9:23 AM, 2nd October 2018, About 3 years ago
Comparethemarket.com commissioned a poll by Populus between 6-10 September 2018 based on only 1,000 UK adults who are also renters. It is not clear how the demographic of renters is made up and how they were contacted in the Press release.
Calculated conclusions were then extrapolated using data from the English Housing Survey from the Ministry of Housing, Communities and Local Government.
This has been reported widely even including the PRS press and the release states:
“Over 1.5 million renters across the UK could be at risk of losing their deposits after new research from Compare the Market reveals that one third (33%) of renters know that their landlord has not placed their money into a Government-backed deposit protection scheme (DPS). Despite the legal obligation which requires landlords to put deposits into schemes such as the DPS, polling also shows that a further third (35%) of renters do not know the whereabouts of their down payment.”
If over a third of renters do not know where there deposit is protected despite being handed the Prescribed Information how can you be sure the 33% “know” that their deposit is not protected or even know about DPS?
“For some landlords, the misdemeanours go beyond a lack of deposit management. One fifth (19%) of tenants claim that they do not have a contract with their landlord, leaving a significant minority of renters, and landlords, in a risky position should any serious legal issues arise.”
How many renters know that their fixed term agreement rolls into a Statutory Periodic Tenancy?
Research also reveals that it has become commonplace for landlords to deduct money from tenants’ deposits, as almost one fifth (18%) claim to have had money taken from their deposit when leaving a property.

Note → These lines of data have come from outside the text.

use std::path::PathBuf;

#[derive(Debug, Clone)]
pub struct Paths {
    pub base: PathBuf,
}

impl Default for Paths {
    fn default() -> Self {
        Self::new()
    }
}

impl Paths {
    pub fn new() -> Self {
        let base = dirs::home_dir()
            .map(|h| h.join(".rolodex"))
            .unwrap_or_else(|| PathBuf::from(".rolodex"));
        Self { base }
    }

    pub fn with_base(base: PathBuf) -> Self {
        Self { base }
    }

    pub fn config_file(&self) -> PathBuf {
        self.base.join("config.json")
    }

    /// Default location of the SQLite database when no data source is configured.
    pub fn database_file(&self) -> PathBuf {
        self.base.join("rolodex.db")
    }
}

#[cfg(test)]
mod tests {
    use super::*;

    #[test]
    fn test_paths_layout() {
        let paths = Paths::with_base(PathBuf::from("/tmp/rolodex-test"));
        assert_eq!(paths.config_file(), PathBuf::from("/tmp/rolodex-test/config.json"));
        assert_eq!(paths.database_file(), PathBuf::from("/tmp/rolodex-test/rolodex.db"));
    }
}
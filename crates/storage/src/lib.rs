pub mod credential;
pub mod database;
pub mod memory;
pub mod session;
pub mod sqlite;

pub use credential::{CredentialHasher, HashParams};
pub use database::Database;
pub use memory::MemoryDatabase;
pub use session::{generate_token, TOKEN_LENGTH};
pub use sqlite::SqliteDatabase;
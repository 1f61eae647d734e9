pub mod calibrate;
pub mod config_cmd;
pub mod serve;
pub mod user;

use rolodex_core::{Config, Paths};
use rolodex_storage::{CredentialHasher, HashParams, SqliteDatabase};
use std::path::PathBuf;
use tracing::warn;

/// Configuration shared by all commands, resolved once from file, env and flags.
pub struct Context {
    pub paths: Paths,
    pub config_path: PathBuf,
    pub config: Config,
}

impl Context {
    pub fn load(config_path: Option<PathBuf>, database: Option<String>) -> anyhow::Result<Self> {
        let paths = Paths::new();
        let config_path = config_path.unwrap_or_else(|| paths.config_file());
        let mut config = Config::load_or_default(&config_path)?;

        config.apply_env_overrides();
        if let Some(ds) = database {
            config.database.data_source = ds;
        }
        config.validate()?;

        Ok(Self {
            paths,
            config_path,
            config,
        })
    }

    pub fn data_source(&self) -> String {
        self.config.data_source(&self.paths)
    }

    /// Hasher for this process: weak parameters when configured, otherwise
    /// calibrated against `auth.hashTargetMs`. Commands that never hash a
    /// password pass `hashing = false` and skip calibration.
    pub async fn hasher(&self, hashing: bool) -> anyhow::Result<CredentialHasher> {
        if !hashing {
            return Ok(CredentialHasher::weak());
        }
        if self.config.auth.weak_password_hash {
            warn!("Using weak password hash parameters");
            return Ok(CredentialHasher::weak());
        }

        let target = self.config.hash_target();
        let params = tokio::task::spawn_blocking(move || HashParams::calibrate(target)).await??;
        Ok(CredentialHasher::new(params)?)
    }

    pub async fn open_database(&self, hashing: bool) -> anyhow::Result<SqliteDatabase> {
        let hasher = self.hasher(hashing).await?;
        Ok(SqliteDatabase::open(&self.data_source(), hasher)?)
    }
}
// ---------------------------------------------------------------------------
// Session token authentication middleware
// ---------------------------------------------------------------------------

async fn auth_middleware(
    State(state): State<AppState>,
    mut req: Request<Body>,
    next: Next,
) -> Response {
    let token = match req.headers().get(TOKEN_HEADER).and_then(|v| v.to_str().ok()) {
        Some(t) if !t.is_empty() => t.to_string(),
        _ => return ApiError::unauthorized("missing session token").into_response(),
    };

    let session = match with_db(&state, move |db| db.find_session(&token)).await {
        Ok(s) => s,
        Err(e) if e.status == StatusCode::NOT_FOUND => {
            return ApiError::unauthorized("invalid session token").into_response()
        }
        Err(e) => return e.into_response(),
    };

    // The sweeper may not have run yet.
    if session.is_expired(Utc::now()) {
        debug!(user = %session.user, "Rejected expired session");
        return ApiError::unauthorized("session expired").into_response();
    }

    req.extensions_mut().insert(session);
    next.run(req).await
}

async fn require_admin(state: &AppState, session: &Session) -> ApiResult<()> {
    let login = session.user.clone();
    match with_db(state, move |db| db.find_user_by_login(&login)).await {
        Ok(user) if user.admin => Ok(()),
        Ok(_) => Err(ApiError::new(StatusCode::FORBIDDEN, "admin rights required")),
        Err(e) if e.status == StatusCode::NOT_FOUND => {
            Err(ApiError::new(StatusCode::FORBIDDEN, "admin rights required"))
        }
        Err(e) => Err(e),
    }
}

// ---------------------------------------------------------------------------
// Login / logout
// ---------------------------------------------------------------------------

#[derive(Deserialize)]
struct LoginRequest {
    login: String,
    password: String,
}

#[derive(Serialize)]
struct LoginResponse {
    token: String,
    user: User,
    valid_until: DateTime<Utc>,
}

async fn handle_login(
    State(state): State<AppState>,
    Json(req): Json<LoginRequest>,
) -> ApiResult<Json<LoginResponse>> {
    let ttl = state.session_ttl;
    let login = req.login.clone();

    // Unknown login and wrong password look the same to the caller.
    let issued = with_db(&state, move |db| {
        let user = match db.find_user_by_login(&req.login) {
            Ok(u) => u,
            Err(e) if e.is_not_found() => {
                db.hasher().verify_unknown(&req.password);
                return Ok(None);
            }
            Err(e) => return Err(e),
        };
        if !CredentialHasher::verify(&user.password_hash, &req.password) {
            return Ok(None);
        }
        let session = db.issue_session(&user.login, ttl)?;
        Ok(Some((user, session)))
    })
    .await?;

    match issued {
        Some((user, session)) => {
            info!(login = %user.login, valid_until = %session.valid_until, "Login");
            Ok(Json(LoginResponse {
                token: session.token,
                user,
                valid_until: session.valid_until,
            }))
        }
        None => {
            warn!(login = %login, "Login failed");
            Err(ApiError::unauthorized("invalid login or password"))
        }
    }
}
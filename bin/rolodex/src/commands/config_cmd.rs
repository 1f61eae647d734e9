use super::Context;

/// Show the effective configuration as pretty-printed JSON.
pub async fn show(ctx: &Context) -> anyhow::Result<()> {
    let json = serde_json::to_value(&ctx.config)?;

    println!();
    println!("📋 Current Configuration");
    println!(
        "  File: {}{}",
        ctx.config_path.display(),
        if ctx.config_path.exists() { "" } else { " (not found, using defaults)" }
    );
    println!("  Database: {}", ctx.data_source());
    println!();
    println!("{}", serde_json::to_string_pretty(&json)?);
    Ok(())
}
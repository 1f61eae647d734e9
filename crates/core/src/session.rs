use chrono::{DateTime, Utc};
use serde::{Deserialize, Serialize};
use std::fmt;

/// Proof of a prior successful login, valid until `valid_until`.
#[derive(Debug, Clone, PartialEq, Eq, Serialize, Deserialize)]
pub struct Session {
    pub token: String,
    pub user: String,
    pub valid_until: DateTime<Utc>,
}

impl Session {
    /// Expired strictly before `now`; a session ending exactly at `now` is still live.
    pub fn is_expired(&self, now: DateTime<Utc>) -> bool {
        self.valid_until < now
    }
}

impl fmt::Display for Session {
    fn fmt(&self, f: &mut fmt::Formatter<'_>) -> fmt::Result {
        let prefix: String = self.token.chars().take(8).collect();
        write!(f, "<Session {}, user {} (valid until {})>", prefix, self.user, self.valid_until)
    }
}

#[cfg(test)]
mod tests {
    use super::*;
    use chrono::Duration;

    #[test]
    fn test_expiry_is_strict() {
        let now = Utc::now();
        let s = Session {
            token: "ab".repeat(32),
            user: "user".to_string(),
            valid_until: now,
        };
        assert!(!s.is_expired(now));
        assert!(s.is_expired(now + Duration::nanoseconds(1)));
        assert!(!s.is_expired(now - Duration::seconds(1)));
    }

    #[test]
    fn test_display_hides_token() {
        let s = Session {
            token: "0123456789abcdef".repeat(4),
            user: "user".to_string(),
            valid_until: Utc::now(),
        };
        let shown = s.to_string();
        assert!(shown.starts_with("<Session 01234567, user user"));
        assert!(!shown.contains("89abcdef0123"));
    }
}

18% seems reasonable? How many Landlords are left with arrears or damage far more expensive than the deposit amount taken?
“Research suggests that some landlords can be slow to respond to renter requests, with almost one third (30%) reporting that they need to chase their landlord when a problem requires fixing. A further one in ten (12%) claim that they have to make repeated efforts before receiving a response. Almost one in ten (9%) tenants say that it can take between a fortnight and a month for an issue at their property to be resolved. However, in these cases the landlord is not always at fault, as barriers to access could account for some of these problems, as over one in ten (14%) renters must go through their letting agency in order to contact their landlord.”
Statistically these figures seem quite low if you consider the complexities of arranging access to a property, finding the correct trades man, parts and availability.
“Nonetheless, disengagement with responsibilities seems to affect both landlords and tenants, as research reveals renters to be a worryingly underinsured demographic. Over one third (36%) do not have contents insurance policies in place which offer protection against burglaries theft and damage
Younger people are the least likely to take out any insurance, with almost half (46%) of 18-34 year olds failing to take out a contents insurance policy. Over one third (35%) of 18-24 year olds admit to not knowing who is responsible for taking out their contents insurance policy and over one in ten (11%) of those questioned, admitted to not reading their contract thoroughly.”
How does anyone not think protecting your contents is good idea? “disengagement with responsibilities“
There are and will be a small percentage of less responsible landlords, but these statistics are far too crudely compiled to leave such a damning conclusion of landlords.